Mascara Literary Review and Western Sydney literary collective Sweatshop are launching two editing mentorships as part of a new two-year project to upskill emerging writers from diverse cultural backgrounds.

The Editing Mentorships for Equality program, which is supported by the Copyright Agency’s Cultural Fund, will offer two young emerging editors from Western Sydney the opportunity to be trained in all aspects of editing and production, under the supervision of Mascara’s senior editors.

Shirley Le and Winnie Dunn have been chosen as the two recipients of the mentorships, which will run in 2018 and 2019. The mentees will be supervised by senior editors for a China transnational issue and class fetish issue.

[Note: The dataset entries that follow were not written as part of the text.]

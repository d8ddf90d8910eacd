//! Command-line interface definition using clap.
//!
//! ```text
//! hangpack [-a|-z] <ARCHIVE>
//! ```
//!
//! `-a` (the default) writes each conversation oldest first, `-z` newest
//! first. Any other option is rejected before the archive is opened.

use std::path::PathBuf;

use clap::Parser;

use crate::config::SortOrder;

/// Convert a Google Hangouts Takeout archive into one CSV file per
/// conversation, written to the current directory.
#[derive(Parser, Debug, Clone)]
#[command(name = "hangpack")]
#[command(version, about, long_about = None)]
#[command(after_help = "EXAMPLES:
    hangpack Hangouts.json
    hangpack -z Takeout/Hangouts/Hangouts.json")]
pub struct Args {
    /// Sort events oldest first (default)
    #[arg(short = 'a', conflicts_with = "descending")]
    pub ascending: bool,

    /// Sort events newest first
    #[arg(short = 'z')]
    pub descending: bool,

    /// Path to Hangouts.json
    pub archive: PathBuf,
}

impl Args {
    /// Event order selected by the flags.
    pub fn order(&self) -> SortOrder {
        if self.descending {
            SortOrder::Descending
        } else {
            SortOrder::Ascending
        }
    }
}

#[cfg(test)]
mod tests {
    use super::*;
    use clap::CommandFactory;

    #[test]
    fn test_command_is_valid() {
        Args::command().debug_assert();
    }

    #[test]
    fn test_default_order_is_ascending() {
        let args = Args::try_parse_from(["hangpack", "Hangouts.json"]).unwrap();
        assert_eq!(args.order(), SortOrder::Ascending);
        assert_eq!(args.archive, PathBuf::from("Hangouts.json"));
    }

    #[test]
    fn test_flags() {
        let args = Args::try_parse_from(["hangpack", "-a", "x.json"]).unwrap();
        assert_eq!(args.order(), SortOrder::Ascending);

        let args = Args::try_parse_from(["hangpack", "-z", "x.json"]).unwrap();
        assert_eq!(args.order(), SortOrder::Descending);
    }

    #[test]
    fn test_conflicting_flags_rejected() {
        assert!(Args::try_parse_from(["hangpack", "-a", "-z", "x.json"]).is_err());
    }

    #[test]
    fn test_unknown_option_rejected() {
        let err = Args::try_parse_from(["hangpack", "-q", "x.json"]).unwrap_err();
        assert_eq!(err.kind(), clap::error::ErrorKind::UnknownArgument);
    }

    #[test]
    fn test_archive_required() {
        assert!(Args::try_parse_from(["hangpack"]).is_err());
        assert!(Args::try_parse_from(["hangpack", "a.json", "b.json"]).is_err());
    }
}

Michelle Cahill, artistic director and managing editor of Mascara, says ‘the rationale behind the mentorships is to upskill emerging writers of colour to be confident and proficient in an industry where the majority of editors, agents and publishers are white’.

‘There is an urgent strategic need for professional skills development and capacity building for writers who cross socio-economic hurdles or those whose culture and language is considered foreign,’ said Cahill.

Dunn, who is also a manager and editor at Sweatshop, said she hopes to ‘learn more about editing in the writing industry, as it’s so rare to work with people of colour who are writers [and] editors’. She will work with Jo Langdon for the issue on class fetish.

Le, who will be mentored by Cahill for the China transnational issue, said she is looking forward to gaining editing skills ‘across literary fiction and creative nonfiction forms’. ‘While there are a growing number of literary voices in the Vietnamese diaspora, few are also editors,’ she added.

Photo credit: Nicola Bailey.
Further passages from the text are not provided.